Südekum, Griese

Kerstin Griese trifft … Jens Südekum

„Ich rücke nah an Lars Klingbeil ran und bleibe trotzdem unabhängig“: So beschrieb Jens Südekum, Wirtschaftsprofessor an der Heinrich-Heine-Universität Düsseldorf, seine Rolle als ehrenamtlicher persönlicher Berater des Bundesfinanzministers. Südekum war zu Gast bei „Kerstin Griese trifft …“ im Medienzentrum Ratingen und hatte bereits vor der Regierungsbildung dabei geholfen, das Sondervermögen auf den Weg zu bringen.

„Das hatte Züge eines Wirtschaftskrimis“, erinnerte er sich an die kurze Zeit, in der die Grundgesetzänderung noch mit den Mehrheiten des alten Bundestags beschlossen werden musste, um das über zwölf Jahre laufende 500-Milliarden-Sondervermögen zu ermöglichen. Auf Kerstin Grieses Frage, wie das Geld jetzt schnell investiert werden kann, bremste Jens Südekum ein wenig: „Man darf es nicht total überstürzen. Das Geld muss in echte Projekte umgemünzt werden, damit mehr Kilometer Straße, Schiene und Brücke entstehen und nicht einfach nur die Preise steigen, weil in der Baubranche Bohnanza-Stimmung herrscht. Es gibt in Deutschland 400 marode Brücken, und in den zwölf Jahren können alle saniert werden. Es darf nur nicht passieren, dass wegen wahnwitziger Planungsverfahren jede Brücke 20 Jahre braucht“, warnte Südekum.

Südekum

„Persönlicher Beauftragter für die gesamtwirtschaftliche Entwicklung“ lautet der offizielle Titel von Professor Jens Südekum.

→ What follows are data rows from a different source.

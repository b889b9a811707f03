//! Presents the assembled document outside the in-app preview pane: the
//! document is written to a temp file and handed to the platform opener.

use std::path::{Path, PathBuf};
use std::process::Command;

/// Write the document to a temp `.html` file and open it with the system
/// browser. Returns the path it was written to.
pub fn present_in_browser(document: &str) -> anyhow::Result<PathBuf> {
    let path = std::env::temp_dir().join(format!("minisite-preview-{}.html", std::process::id()));
    std::fs::write(&path, document)?;
    open_path(&path)?;
    log::info!("opened preview at {}", path.display());
    Ok(path)
}

fn open_path(path: &Path) -> anyhow::Result<()> {
    let mut cmd = if cfg!(target_os = "macos") {
        let mut c = Command::new("open");
        c.arg(path);
        c
    } else if cfg!(target_os = "windows") {
        let mut c = Command::new("cmd");
        // empty title argument so `start` treats the path as the target
        c.args(["/C", "start", ""]);
        c.arg(path);
        c
    } else {
        let mut c = Command::new("xdg-open");
        c.arg(path);
        c
    };
    cmd.spawn()
        .map(|_| ())
        .map_err(|e| anyhow::anyhow!("failed to launch system browser: {}", e))
}

#[cfg(test)]
mod tests {
    use super::*;

    #[test]
    fn writes_the_document_before_opening() {
        let doc = "<!doctype html><html><body>ok</body></html>";
        // opening may fail on headless systems; the file must exist regardless
        let path = match present_in_browser(doc) {
            Ok(path) => path,
            Err(_) => std::env::temp_dir()
                .join(format!("minisite-preview-{}.html", std::process::id())),
        };
        assert_eq!(std::fs::read_to_string(&path).unwrap(), doc);
        let _ = std::fs::remove_file(&path);
    }
}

Die Lösung sei, den Bau der Gasterminals in der Energiekrise zum Vorbild zu nehmen. Das habe von der Planung bis zur Fertigstellung wegen „überragenden öffentlichen Interesses“ weniger als ein Jahr gedauert. Alle Investitionen aus dem Sondervermögen sollten in einem überragenden Interesse stehen, damit es genauso schnell geht.

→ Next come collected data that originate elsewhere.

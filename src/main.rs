use iced::Application;

fn main() -> iced::Result {
    // load environment from .env (optional)
    let _ = dotenvy::dotenv();
    env_logger::init();
    minisite::client::gui::app::StudioApp::run(iced::Settings::default())
}
pub mod app_state;
pub mod generation;
pub mod messages;
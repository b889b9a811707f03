use iced::widget::{Container, Row, Text};
use iced::{Element, Font, Length};

use crate::client::models::messages::Message;

#[derive(Debug, Clone)]
pub enum LogLevel {
    Success,
    Error,
    Info,
}

#[derive(Debug, Clone)]
pub struct LogMessage {
    pub level: LogLevel,
    pub message: String,
}

impl LogMessage {
    pub fn emoji(&self) -> &'static str {
        match self.level {
            LogLevel::Success => "✅",
            LogLevel::Error => "❌",
            LogLevel::Info => "ℹ️",
        }
    }

    pub fn color(&self) -> iced::Color {
        match self.level {
            LogLevel::Success => iced::Color::from_rgb(0.2, 0.8, 0.4),
            LogLevel::Error => iced::Color::from_rgb(1.0, 0.2, 0.2),
            LogLevel::Info => iced::Color::from_rgb(0.2, 0.6, 1.0),
        }
    }
}

pub fn logger_view(messages: &[LogMessage]) -> Element<'_, Message> {
    // Show only the latest message as an alert bar (single message at a time)
    if let Some(log) = messages.iter().next_back() {
        let bg_color = log.color();
        Container::new(
            Row::new()
                .spacing(12)
                .push(
                    Text::new(log.emoji())
                        .font(Font::with_name("Segoe UI Emoji"))
                        .size(18)
                        .style(iced::Color::WHITE),
                )
                .push(Text::new(&log.message).size(16).style(iced::Color::WHITE)),
        )
        .padding([12, 16])
        .width(Length::Fill)
        .style(iced::theme::Container::Custom(Box::new(
            move |_: &iced::Theme| iced::widget::container::Appearance {
                background: Some(iced::Background::Color(bg_color)),
                text_color: Some(iced::Color::WHITE),
                border: iced::Border {
                    radius: 8.0.into(),
                    ..Default::default()
                },
                shadow: iced::Shadow {
                    offset: iced::Vector::new(0.0, 4.0),
                    blur_radius: 12.0,
                    color: iced::Color::from_rgba(0.0, 0.0, 0.0, 0.3),
                },
            },
        )))
        .into()
    } else {
        // Empty placeholder
        iced::widget::Space::new(Length::Fill, Length::Fixed(0.0)).into()
    }
}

Griese übte deutliche Kritik an der Landesregierung, die nur 49 Prozent der NRW zustehenden Sondervermögensmittel an die Städte weitergibt. Ursprünglich war die Idee, dass bundesweit 100 Milliarden Euro an die Kommunen fließen. Das hätten die Länder aber verhindert. „Wir nehmen das Geld vom Bund sehr gerne, aber wir lassen uns nicht reinreden“, beschreibt er die Haltung der Bundesländer. Er wies auf die Beispiele Kitas und Schulen hin und sagte: „Die Erwartung in der Bevölkerung ist, dass das Geld in den Kommunen umgesetzt wird, weil das die Investitionen sind, die die Menschen sehen.“

Südekum, Griese

Eine engagierte Diskussion im Medienzentrum Ratingen.

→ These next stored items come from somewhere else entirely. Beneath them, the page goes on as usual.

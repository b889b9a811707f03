pub mod generate_service;
pub mod presenter;
pub mod archive;
pub mod document;
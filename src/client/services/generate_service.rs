//! The single outbound call to the generation endpoint.

use crate::client::models::generation::{ErrorReply, GenerationRequest, GenerationResult};
use thiserror::Error;

#[derive(Debug, Error)]
pub enum GenerateError {
    /// The endpoint answered with a non-success status; the message comes
    /// from its `error` field when present.
    #[error("{0}")]
    Server(String),
    #[error("Request failed: {0}")]
    Http(#[from] reqwest::Error),
    /// A success status whose body was not parseable JSON.
    #[error("Something went wrong")]
    MalformedResponse,
}

const GENERATE_PATH: &str = "/api/generate";
const DEFAULT_SERVER_ERROR: &str = "Failed to generate";

#[derive(Debug, Clone)]
pub struct GenerateService {
    client: reqwest::Client,
    api_base: String,
}

impl GenerateService {
    pub fn new(api_base: String) -> Self {
        Self {
            client: reqwest::Client::new(),
            api_base,
        }
    }

    /// POST the request and parse the reply. No timeout or retry at this
    /// layer; the transport's own behavior applies.
    pub async fn generate(
        &self,
        request: &GenerationRequest,
    ) -> Result<GenerationResult, GenerateError> {
        let endpoint = format!("{}{}", self.api_base.trim_end_matches('/'), GENERATE_PATH);
        log::info!("requesting generation from {}", endpoint);
        let response = self.client.post(&endpoint).json(request).send().await?;
        let ok = response.status().is_success();
        let body = response.text().await?;
        parse_response(ok, &body)
    }
}

/// Interpret the endpoint's reply. Split out of the I/O path so the status
/// and body handling is testable on its own.
pub(crate) fn parse_response(ok: bool, body: &str) -> Result<GenerationResult, GenerateError> {
    if !ok {
        let message = serde_json::from_str::<ErrorReply>(body)
            .ok()
            .and_then(|reply| reply.error)
            .unwrap_or_else(|| DEFAULT_SERVER_ERROR.to_string());
        return Err(GenerateError::Server(message));
    }
    serde_json::from_str(body).map_err(|e| {
        log::warn!("generation reply was not valid JSON: {}", e);
        GenerateError::MalformedResponse
    })
}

Griese und Südekum waren sich einig, dass der Fachkräftemangel, der durch die in Rente gehende Babyboomer-Generation verursacht wird, schon seit einiger Zeit eine der größten ökonomischen Herausforderungen darstellt. Sozialstaatssekretärin Griese beklagt, dass die Zahl der Jugendlichen, die die Schule ohne Abschluss verlassen, steigt. Da müsse sich an den Schulen viel verändern, so Griese. Südekum wies darauf hin, dass Zuwanderung selbstverständlich nötig sei. Diskussionen über Grenzschließungen oder die Stadtbilddebatte seien da nicht hilfreich, weil sich die Menschen dann nicht willkommen fühlen und gerade die qualifizierten Fachkräfte woanders hingehen. Laut Südekum ist auch Künstliche Intelligenz (KI) Teil der Lösung und keine Bedrohung. „Wir haben so große demografische Probleme, dass wir auf KI angewiesen sind.“

Kerstin Griese möchte, dass die Investitionsmittel aus dem Sondervermögen in den Städten vor Ort ankommen.

In der Diskussion mit dem Publikum sprachen sich Kerstin Griese und Jens Südekum dafür aus, die Einnahmen zu erhöhen und reiche Menschen höher zu besteuern. Südekum brachte deshalb eine Reform der Erbschaftssteuer ins Gespräch. Selbst der CDU-Fraktionschef Spahn habe ihm in einer Talkshow gesagt, dass die Vermögensunterschiede in Deutschland zu groß seien.